Using the sequencing composition operator on model programs might often not be a good idea.
Anyway I would like to understand, how the definition is applied to this case.
Let's assume we have two scenarios Z1 and Z2 and a model program. A simple example is this

machine S2() : Actions
{
(Z1;Z2) || ModelProgram
}

machine S1() : Actions
{
(Z1 || ModelProgram );(Z2 || ModelProgram )
}

Using the "Chat"-example with the scenarios below shows:
* S1 and S2 both use the sequencing operator.
* S1 and S2 have different results.
* S1 sequences programs, S2 sequences scenarios.
* Machine S2 is often seen in the examples - S1 not.
* Machine S2 is understood easily, since the transitions in the two scenarios are just sequenced.
* Machine S1 has the problem, that identical states are not necessarily merged.
* Machine S1 : the right operand of the sequencing operator is empty, if explored alone, but not if used in S1.

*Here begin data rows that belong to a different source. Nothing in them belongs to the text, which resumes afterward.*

//! # Command Line Frontend
//!
//! The input boundary of the engine. User input is coerced into range here,
//! the way a radius slider would, so the engine itself can stay strict.

use std::path::{Path, PathBuf};

use blockcircle_core::{CircleConfig, CircleError, CircleStats, RADIUS_MAX, RADIUS_MIN};
use blockcircle_export::{ExportError, ExportKind};
use clap::Parser;
use thiserror::Error;

use crate::pipeline::CirclePipeline;
use crate::settings::{EngineSettings, SettingsError};

/// Generate block-perfect circles for Minecraft builds.
#[derive(Parser, Debug, Clone, PartialEq, Eq)]
#[command(name = "blockcircle", version, about)]
pub struct Cli {
    /// Circle radius in blocks (coerced into 1..=50).
    #[arg(short, long, default_value = "5", allow_hyphen_values = true)]
    pub radius: String,

    /// Fill mode: "outline" or "filled".
    #[arg(short, long, default_value = "outline")]
    pub mode: String,

    /// Directory exported files are written to.
    #[arg(short, long, default_value = ".")]
    pub out_dir: PathBuf,

    /// TOML settings file (canvas size, scale, palette).
    #[arg(short, long)]
    pub settings: Option<PathBuf>,

    /// Write the PNG preview.
    #[arg(long)]
    pub png: bool,

    /// Write the JSON block document.
    #[arg(long)]
    pub json: bool,

    /// Print circle statistics.
    #[arg(long)]
    pub stats: bool,
}

impl Cli {
    /// Export kinds requested; both when neither flag is given.
    #[must_use]
    pub fn export_kinds(&self) -> Vec<ExportKind> {
        match (self.png, self.json) {
            (false, false) => vec![ExportKind::Png, ExportKind::Json],
            (png, json) => [(png, ExportKind::Png), (json, ExportKind::Json)]
                .into_iter()
                .filter_map(|(wanted, kind)| wanted.then_some(kind))
                .collect(),
        }
    }
}

/// Errors surfaced to the command line user.
#[derive(Error, Debug)]
pub enum CliError {
    /// Rejected circle configuration.
    #[error(transparent)]
    Circle(#[from] CircleError),

    /// Unusable settings file.
    #[error(transparent)]
    Settings(#[from] SettingsError),

    /// Export failure.
    #[error(transparent)]
    Export(#[from] ExportError),

    /// Output file could not be written.
    #[error("failed to write {path}: {source}")]
    Write {
        /// Destination file.
        path: PathBuf,
        /// Underlying error.
        source: std::io::Error,
    },
}

/// Coerces raw radius input into the supported range.
///
/// Only the leading integer counts, so `"7.5"` and `"7 blocks"` are 7.
/// Input without one, or zero, becomes the minimum radius.
#[must_use]
pub fn coerce_radius(raw: &str) -> i64 {
    match leading_integer(raw) {
        None | Some(0) => i64::from(RADIUS_MIN),
        Some(r) => r.clamp(i64::from(RADIUS_MIN), i64::from(RADIUS_MAX)),
    }
}

/// Optional sign and decimal digits at the start of `raw`, after whitespace.
/// Digit runs too long for `i64` saturate.
fn leading_integer(raw: &str) -> Option<i64> {
    let s = raw.trim_start();
    let (negative, rest) = match s.as_bytes().first() {
        Some(b'-') => (true, &s[1..]),
        Some(b'+') => (false, &s[1..]),
        _ => (false, s),
    };
    let len = rest.bytes().take_while(u8::is_ascii_digit).count();
    if len == 0 {
        return None;
    }
    let magnitude = rest[..len].parse::<i64>().unwrap_or(i64::MAX);
    Some(if negative { -magnitude } else { magnitude })
}

/// Runs one invocation: configure, render, export.
///
/// # Errors
///
/// Returns [`CliError`] for an unknown mode, a bad settings file, an export
/// failure, or an unwritable output directory.
pub fn run(cli: &Cli) -> Result<Vec<PathBuf>, CliError> {
    let settings = match &cli.settings {
        Some(path) => EngineSettings::load(path)?,
        None => EngineSettings::default(),
    };
    let config = CircleConfig::parse(coerce_radius(&cli.radius), &cli.mode)?;

    let mut pipeline = CirclePipeline::new(settings)?;
    pipeline.attach_surface();
    pipeline.apply(config);

    if cli.stats {
        println!("{}", format_stats(&pipeline.stats()));
    }

    let mut written = Vec::new();
    for kind in cli.export_kinds() {
        let bytes = match kind {
            ExportKind::Png => pipeline.export_raster()?,
            ExportKind::Json => pipeline.export_document()?,
        };
        let path = cli.out_dir.join(pipeline.export_file_name(kind));
        write_file(&path, &bytes)?;
        written.push(path);
    }
    Ok(written)
}

fn write_file(path: &Path, bytes: &[u8]) -> Result<(), CliError> {
    std::fs::write(path, bytes).map_err(|source| CliError::Write {
        path: path.to_path_buf(),
        source,
    })?;
    tracing::info!(path = %path.display(), bytes = bytes.len(), "saved");
    Ok(())
}

/// Renders stats as the preview side panel shows them.
#[must_use]
pub fn format_stats(stats: &CircleStats) -> String {
    format!(
        "Radius:       {} blocks\nDiameter:     {} blocks\nTotal Blocks: {}\nMode:         {}",
        stats.radius, stats.diameter, stats.total_blocks, stats.mode
    )
}
//! Export file names: `minecraft-circle-r{radius}-{mode}.{ext}`.

use blockcircle_core::CircleConfig;

/// Prefix shared by every exported file.
pub const FILE_PREFIX: &str = "minecraft-circle";

/// Kind of exported artifact.
#[derive(Clone, Copy, Debug, PartialEq, Eq, Hash)]
pub enum ExportKind {
    /// PNG snapshot of the preview.
    Png,
    /// JSON block document.
    Json,
}

impl ExportKind {
    /// File extension without the dot.
    #[must_use]
    pub const fn extension(self) -> &'static str {
        match self {
            Self::Png => "png",
            Self::Json => "json",
        }
    }

    /// MIME type of the artifact.
    #[must_use]
    pub const fn mime_type(self) -> &'static str {
        match self {
            Self::Png => "image/png",
            Self::Json => "application/json",
        }
    }
}

/// File name for exporting `config` as `kind`.
#[must_use]
pub fn file_name(config: CircleConfig, kind: ExportKind) -> String {
    format!(
        "{FILE_PREFIX}-r{}-{}.{}",
        config.radius(),
        config.mode(),
        kind.extension()
    )
}
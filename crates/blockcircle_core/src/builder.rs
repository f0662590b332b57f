//! # Coordinate Set Builder
//!
//! Expands solver octant points into the full block set for a fill mode.
//!
//! - **Outline**: each octant point is reflected eight ways.
//! - **Filled**: each octant point contributes two horizontal span pairs,
//!   `[-x, x]` at rows `±y` and `[-y, y]` at rows `±x`. Spans, not just
//!   reflected points, because the boundary's horizontal extent changes at
//!   every solver step and interior rows would otherwise be left open.

use crate::config::{CircleConfig, CircleMode};
use crate::coords::CoordinateSet;
use crate::solver::{LatticeOffset, OctantIter};

/// Builds the block set for `config`.
///
/// Output order is insertion order and is identical for identical input.
#[must_use]
pub fn build(config: CircleConfig) -> CoordinateSet {
    let radius = config.radius();
    let mut set = CoordinateSet::with_capacity(capacity_hint(config));

    for point in OctantIter::new(radius) {
        match config.mode() {
            CircleMode::Outline => plot_outline(&mut set, point),
            CircleMode::Filled => plot_filled(&mut set, point),
        }
    }

    tracing::debug!(
        radius,
        mode = %config.mode(),
        blocks = set.len(),
        "coordinate set built"
    );
    set
}

#[inline]
fn plot_outline(set: &mut CoordinateSet, point: LatticeOffset) {
    for p in point.reflections() {
        set.insert(p.dx, p.dy);
    }
}

#[inline]
fn plot_filled(set: &mut CoordinateSet, point: LatticeOffset) {
    let LatticeOffset { dx: x, dy: y } = point;
    for i in -x..=x {
        set.insert(i, y);
        set.insert(i, -y);
    }
    for i in -y..=y {
        set.insert(i, x);
        set.insert(i, -x);
    }
}

/// Upper-bound estimate so large radii insert without rehashing.
fn capacity_hint(config: CircleConfig) -> usize {
    let r = config.radius() as usize;
    match config.mode() {
        CircleMode::Outline => 8 * (r + 1),
        CircleMode::Filled => (2 * r + 1) * (2 * r + 1),
    }
}

#[cfg(test)]
mod tests {
    use super::*;
    use crate::config::RADIUS_MAX;
    use crate::coords::BlockPosition;

    fn config(radius: i64, mode: CircleMode) -> CircleConfig {
        CircleConfig::new(radius, mode).unwrap()
    }

    #[test]
    fn test_radius_one_outline_is_four_neighbourhood() {
        let set = build(config(1, CircleMode::Outline));
        assert_eq!(
            set.as_slice(),
            &[
                BlockPosition::new(0, 1),
                BlockPosition::new(0, -1),
                BlockPosition::new(1, 0),
                BlockPosition::new(-1, 0),
            ]
        );
    }

    #[rustfmt::skip]
    #[test]
    fn test_radius_three_outline_order() {
        let got: Vec<(i32, i32)> = build(config(3, CircleMode::Outline))
            .iter()
            .map(|p| (p.x, p.y))
            .collect();
        assert_eq!(
            got,
            vec![
                (0, 3), (0, -3), (3, 0), (-3, 0),
                (1, 3), (-1, 3), (1, -3), (-1, -3),
                (3, 1), (-3, 1), (3, -1), (-3, -1),
                (2, 2), (-2, 2), (2, -2), (-2, -2),
            ]
        );
    }

    #[test]
    fn test_known_block_counts() {
        let cases = [
            (1, 4, 5),
            (2, 12, 21),
            (3, 16, 37),
            (5, 24, 81),
            (10, 52, 321),
            (50, 276, 7857),
        ];
        for (radius, outline, filled) in cases {
            let got = build(config(radius, CircleMode::Outline)).len();
            assert_eq!(got, outline, "outline r={radius}");
            let got = build(config(radius, CircleMode::Filled)).len();
            assert_eq!(got, filled, "filled r={radius}");
        }
    }

    #[test]
    fn test_outline_is_mirror_symmetric() {
        for radius in 1..=i64::from(RADIUS_MAX) {
            let set = build(config(radius, CircleMode::Outline));
            for p in &set {
                assert!(set.contains(-p.x, p.y), "r={radius}: missing mirror of {p:?}");
                assert!(set.contains(p.x, -p.y), "r={radius}: missing mirror of {p:?}");
                assert!(set.contains(-p.x, -p.y), "r={radius}: missing mirror of {p:?}");
            }
        }
    }

    #[test]
    fn test_filled_contains_outline() {
        for radius in 1..=i64::from(RADIUS_MAX) {
            let outline = build(config(radius, CircleMode::Outline));
            let filled = build(config(radius, CircleMode::Filled));
            assert!(filled.is_superset(&outline), "r={radius}");
            assert!(filled.len() > outline.len(), "r={radius}");
            assert!(filled.contains(0, 0), "r={radius}: filled circle lost its center");
        }
    }

    #[test]
    fn test_no_block_exceeds_radius() {
        for radius in 1..=RADIUS_MAX {
            for mode in CircleMode::ALL {
                let set = build(config(i64::from(radius), mode));
                let max = set.iter().map(|p| p.x.abs().max(p.y.abs())).max().unwrap();
                assert_eq!(max, radius, "r={radius} {mode}");
            }
        }
    }

    #[test]
    fn test_build_is_deterministic() {
        for radius in 1..=i64::from(RADIUS_MAX) {
            for mode in CircleMode::ALL {
                let c = config(radius, mode);
                assert_eq!(build(c), build(c));
            }
        }
    }

    #[test]
    fn test_outline_never_contains_center() {
        for radius in 1..=i64::from(RADIUS_MAX) {
            assert!(!build(config(radius, CircleMode::Outline)).contains(0, 0));
        }
    }
}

How can the sequencing operator be defined now?
Thank You again!

P.S. "Chat"-example scenarios:

machine Z1() : Actions
{
(LogonRequest(1);(!call LogonRequest* |?| _* ))
}

machine Z2() : Actions
{
(LogoffRequest(1);(!call LogonRequest* |?| _* ))
}

My idea is currently something like this:

Explore states of the left operand. Go to accepting states. Make all these states non-accepting. Uses exactly these states as initial state in the right operand. Explore now with these initial states the right operand.
If identical transitions from these states exist in both operands, create a new state and cut all transitions to existing states from left operand.

### 全部回复

• 2012年1月8日 13:14
版主

Hi, sorry for the late reply.

Can you paste full code of Z1 and Z2?

I am trying machines like

machine Z1() : Actions where ForExploration = true
{
(LogonRequest(1);(!call LogonRequest* |?| _* )) || BoundModelProgram
}

machine Z2() : Actions where ForExploration = true
{
(LogonRequest(1) || BoundModelProgram); ((!call LogonRequest* |?| _* )||BoundModelProgram )
}

but I hit state bound.

• 2012年1月9日 10:42

Hi Xiang,

If I use "BoundModelProgram" instead of "ModelProgram" the exploration is very big.
So let's disable BroadcastRequest in this case.

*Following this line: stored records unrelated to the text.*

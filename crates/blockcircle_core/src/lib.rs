//! # BLOCKCIRCLE Core
//!
//! Integer rasterization of circles onto a square block lattice.
//!
//! ## Design Principles
//!
//! 1. **Integer only**: no floating point, no trigonometry
//! 2. **Octant symmetry**: solve 1/8 of the boundary, reflect the rest
//! 3. **Deduplicated**: every block appears exactly once, in first-insertion order
//! 4. **Deterministic**: preview and export see bit-identical sets
//!
//! ## Core Components
//!
//! - `solve`: Midpoint circle solver over one octant
//! - `build`: Expands octant points into a `CoordinateSet` per `CircleMode`
//! - `BlockCache`: Memoized sets keyed by `(radius, mode)`
//! - `CircleStats`: Diameter and block count for display
//!
//! ## Example
//!
//! ```rust
//! use blockcircle_core::{build, CircleConfig, CircleMode};
//!
//! let config = CircleConfig::new(1, CircleMode::Outline)?;
//! let blocks = build(config);
//!
//! assert_eq!(blocks.len(), 4);
//! assert!(blocks.contains(0, 1) && blocks.contains(-1, 0));
//! # Ok::<(), blockcircle_core::CircleError>(())
//! ```

#![deny(missing_docs)]
#![deny(unsafe_code)]
#![deny(clippy::all)]
#![warn(clippy::pedantic)]
#![deny(clippy::perf)]

pub mod builder;
pub mod cache;
pub mod config;
pub mod coords;
pub mod error;
pub mod solver;
pub mod stats;

pub use builder::build;
pub use cache::{BlockCache, CacheStats};
pub use config::{CircleConfig, CircleMode, DEFAULT_RADIUS, RADIUS_MAX, RADIUS_MIN};
pub use coords::{BlockPosition, CoordinateSet};
pub use error::{CircleError, CircleResult};
pub use solver::{solve, LatticeOffset, OctantIter};
pub use stats::CircleStats;
//! # Export Error Types
//!
//! All errors that can occur while serializing a circle.

use blockcircle_core::CircleError;
use thiserror::Error;

/// Errors that can occur during export.
#[derive(Error, Debug)]
pub enum ExportError {
    /// Export requested before its input exists.
    #[error("export precondition failed: {0}")]
    Precondition(&'static str),

    /// PNG encoder failure.
    #[error("PNG encoding failed: {0}")]
    Encode(#[from] image::ImageError),

    /// JSON serialization or parse failure.
    #[error("block document JSON error: {0}")]
    Json(#[from] serde_json::Error),

    /// A parsed document describes a circle the engine does not accept.
    #[error("block document rejected: {0}")]
    InvalidDocument(#[from] CircleError),
}

/// Result type for export operations.
pub type ExportResult<T> = Result<T, ExportError>;
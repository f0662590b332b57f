//! # Coordinate Sets
//!
//! Insertion-ordered block positions with O(1) membership.
//!
//! The builder revisits cells from several octant passes, so every insert
//! first checks membership. Order of first insertion is preserved because
//! the exported document lists blocks in that order.

use std::collections::HashSet;

use serde::{Deserialize, Serialize};

use crate::solver::LatticeOffset;

/// One block in an exported circle.
///
/// `z` is always `0`. It exists for tools that place blocks in 3-D.
#[derive(Clone, Copy, Debug, Default, PartialEq, Eq, Hash, Serialize, Deserialize)]
pub struct BlockPosition {
    /// Horizontal offset from the center block.
    pub x: i32,
    /// Vertical offset from the center block.
    pub y: i32,
    /// Layer, always 0.
    pub z: i32,
}

impl BlockPosition {
    /// Creates a position on the z = 0 layer.
    #[inline]
    #[must_use]
    pub const fn new(x: i32, y: i32) -> Self {
        Self { x, y, z: 0 }
    }
}

impl From<LatticeOffset> for BlockPosition {
    #[inline]
    fn from(offset: LatticeOffset) -> Self {
        Self::new(offset.dx, offset.dy)
    }
}

/// Deduplicated, insertion-ordered set of blocks.
#[derive(Clone, Debug, Default)]
pub struct CoordinateSet {
    /// Blocks in order of first insertion.
    order: Vec<BlockPosition>,
    /// Membership index keyed by `(x, y)`.
    seen: HashSet<(i32, i32)>,
}

impl CoordinateSet {
    /// Creates an empty set.
    #[must_use]
    pub fn new() -> Self {
        Self::default()
    }

    /// Creates an empty set sized for `capacity` blocks.
    #[must_use]
    pub fn with_capacity(capacity: usize) -> Self {
        Self {
            order: Vec::with_capacity(capacity),
            seen: HashSet::with_capacity(capacity),
        }
    }

    /// Inserts `(x, y)` unless already present.
    ///
    /// Returns true if the block was new.
    #[inline]
    pub fn insert(&mut self, x: i32, y: i32) -> bool {
        if !self.seen.insert((x, y)) {
            return false;
        }
        self.order.push(BlockPosition::new(x, y));
        true
    }

    /// Returns true if `(x, y)` is in the set.
    #[inline]
    #[must_use]
    pub fn contains(&self, x: i32, y: i32) -> bool {
        self.seen.contains(&(x, y))
    }

    /// Number of blocks.
    #[inline]
    #[must_use]
    pub fn len(&self) -> usize {
        self.order.len()
    }

    /// Returns true if there are no blocks.
    #[inline]
    #[must_use]
    pub fn is_empty(&self) -> bool {
        self.order.is_empty()
    }

    /// Blocks in insertion order.
    #[inline]
    #[must_use]
    pub fn as_slice(&self) -> &[BlockPosition] {
        &self.order
    }

    /// Iterates blocks in insertion order.
    pub fn iter(&self) -> std::slice::Iter<'_, BlockPosition> {
        self.order.iter()
    }

    /// Returns true if every block of `other` is also in `self`.
    #[must_use]
    pub fn is_superset(&self, other: &Self) -> bool {
        other.seen.is_subset(&self.seen)
    }
}

impl PartialEq for CoordinateSet {
    /// Sets are equal when they hold the same blocks in the same order.
    fn eq(&self, other: &Self) -> bool {
        self.order == other.order
    }
}

impl Eq for CoordinateSet {}

impl<'a> IntoIterator for &'a CoordinateSet {
    type Item = &'a BlockPosition;
    type IntoIter = std::slice::Iter<'a, BlockPosition>;

    fn into_iter(self) -> Self::IntoIter {
        self.iter()
    }
}

impl FromIterator<(i32, i32)> for CoordinateSet {
    fn from_iter<I: IntoIterator<Item = (i32, i32)>>(iter: I) -> Self {
        let mut set = Self::new();
        for (x, y) in iter {
            set.insert(x, y);
        }
        set
    }
}
//! Summary figures shown next to a circle preview.

use crate::config::{CircleConfig, CircleMode};
use crate::coords::CoordinateSet;

/// Headline numbers for one configuration.
#[derive(Clone, Copy, Debug, PartialEq, Eq)]
pub struct CircleStats {
    /// Radius in blocks.
    pub radius: i32,
    /// Width in blocks, center included.
    pub diameter: i32,
    /// Blocks needed to build it.
    pub total_blocks: usize,
    /// Fill mode.
    pub mode: CircleMode,
}

impl CircleStats {
    /// Collects stats for `config` and its built block set.
    #[must_use]
    pub fn new(config: CircleConfig, blocks: &CoordinateSet) -> Self {
        Self {
            radius: config.radius(),
            diameter: config.diameter(),
            total_blocks: blocks.len(),
            mode: config.mode(),
        }
    }
}
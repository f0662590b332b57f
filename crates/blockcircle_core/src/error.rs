//! # Circle Error Types
//!
//! All errors that can occur while validating circle input.

use thiserror::Error;

/// Errors that can occur in the circle engine.
#[derive(Error, Debug, Clone, PartialEq, Eq)]
pub enum CircleError {
    /// Radius outside the supported range.
    #[error("radius {radius} out of range: must be within {min}..={max}")]
    RadiusOutOfRange {
        /// The rejected radius.
        radius: i64,
        /// Smallest accepted radius.
        min: i32,
        /// Largest accepted radius.
        max: i32,
    },

    /// Mode string that names no known fill mode.
    #[error("unknown circle mode: {0:?} (expected \"outline\" or \"filled\")")]
    UnknownMode(String),
}

/// Result type for circle engine operations.
pub type CircleResult<T> = Result<T, CircleError>;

To make my question clearer-if I look at both graph views (machine 1, 2) below:
Why do I get in case of machine 1 not the return from state9 to state3 (as in machine 2).

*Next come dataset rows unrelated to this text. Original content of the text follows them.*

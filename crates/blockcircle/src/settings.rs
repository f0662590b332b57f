//! # Engine Settings
//!
//! Canvas size, scale constants and palette, loaded once from TOML.
//!
//! Every field has a default, so an empty file is a valid settings file:
//!
//! ```toml
//! canvas_extent_px = 600
//!
//! [scale]
//! padding_blocks = 4
//! min_block_px = 2
//! max_block_px = 40
//!
//! [palette]
//! background = "#00000000"
//! grid = "#37415180"
//! block = { fill = "#10b981", stroke = "#059669" }
//! center = { fill = "#ef4444", stroke = "#dc2626" }
//! ```

use std::path::{Path, PathBuf};

use blockcircle_rendering::{InvalidScale, Palette, ScaleParams, DEFAULT_CANVAS_EXTENT_PX};
use serde::{Deserialize, Serialize};
use thiserror::Error;

/// Errors that can occur while loading settings.
#[derive(Error, Debug)]
pub enum SettingsError {
    /// Settings file could not be read.
    #[error("failed to read settings file {path}: {source}")]
    Io {
        /// File that failed.
        path: PathBuf,
        /// Underlying error.
        source: std::io::Error,
    },

    /// Settings file is not valid TOML for these settings.
    #[error("invalid settings file: {0}")]
    Parse(#[from] toml::de::Error),

    /// Scale clamp range is unusable.
    #[error("invalid scale settings: {0}")]
    Scale(#[from] InvalidScale),

    /// Canvas of zero pixels.
    #[error("canvas_extent_px must be greater than zero")]
    ZeroCanvas,
}

/// Result type for settings operations.
pub type SettingsResult<T> = Result<T, SettingsError>;

/// Everything the pipeline needs besides the circle itself.
#[derive(Clone, Copy, Debug, PartialEq, Eq, Serialize, Deserialize)]
#[serde(default, deny_unknown_fields)]
pub struct EngineSettings {
    /// Side of the square preview canvas in pixels.
    pub canvas_extent_px: u32,
    /// Scale planner constants.
    pub scale: ScaleParams,
    /// Preview colors.
    pub palette: Palette,
}

impl Default for EngineSettings {
    fn default() -> Self {
        Self {
            canvas_extent_px: DEFAULT_CANVAS_EXTENT_PX,
            scale: ScaleParams::default(),
            palette: Palette::default(),
        }
    }
}

impl EngineSettings {
    /// Parses and validates settings from a TOML string.
    ///
    /// # Errors
    ///
    /// Returns [`SettingsError::Parse`] for malformed TOML and a validation
    /// error for unusable values.
    pub fn from_toml_str(source: &str) -> SettingsResult<Self> {
        let settings: Self = toml::from_str(source)?;
        settings.validate()?;
        Ok(settings)
    }

    /// Loads and validates settings from a TOML file.
    ///
    /// # Errors
    ///
    /// Returns [`SettingsError::Io`] if the file cannot be read, otherwise
    /// the same errors as [`EngineSettings::from_toml_str`].
    pub fn load(path: impl AsRef<Path>) -> SettingsResult<Self> {
        let path = path.as_ref();
        let source = std::fs::read_to_string(path).map_err(|source| SettingsError::Io {
            path: path.to_path_buf(),
            source,
        })?;
        let settings = Self::from_toml_str(&source)?;
        tracing::info!(path = %path.display(), "settings loaded");
        Ok(settings)
    }

    /// Checks that the settings can drive the pipeline.
    ///
    /// # Errors
    ///
    /// Returns [`SettingsError::ZeroCanvas`] or [`SettingsError::Scale`].
    pub fn validate(&self) -> SettingsResult<()> {
        if self.canvas_extent_px == 0 {
            return Err(SettingsError::ZeroCanvas);
        }
        self.scale.validate()?;
        Ok(())
    }
}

The definition of sequencing model programs seems to extend the sequencing to all steps in the right operand? Always new states are generated for every step in the right operand, right?

Thank you for your help!

========================
Machine 1:
========================

========================
Machine 2:
========================

• 2012年2月18日 18:07
版主

That is correct. The meaning of "A ; B" is "all behaviors consisting of a behavior from A followed by a behavior from B". If you would go back to state 3 in your machine 2, you would get action sequences that don't match the above definition. So, as you well explain, once the exploration graph transitions to the second operand, it must stay there, which requires a new set of states.
• 2012年2月20日 9:38

Thank you Nico,

This explains all the effects:

* No transition back to state 3 in machine 1
* Two identical "LogoffRequests" from state 3, but only one "ListRequest" in machine 1.
* The repeating behavior in machine 1.

Thank you very much again for explaining the example to me!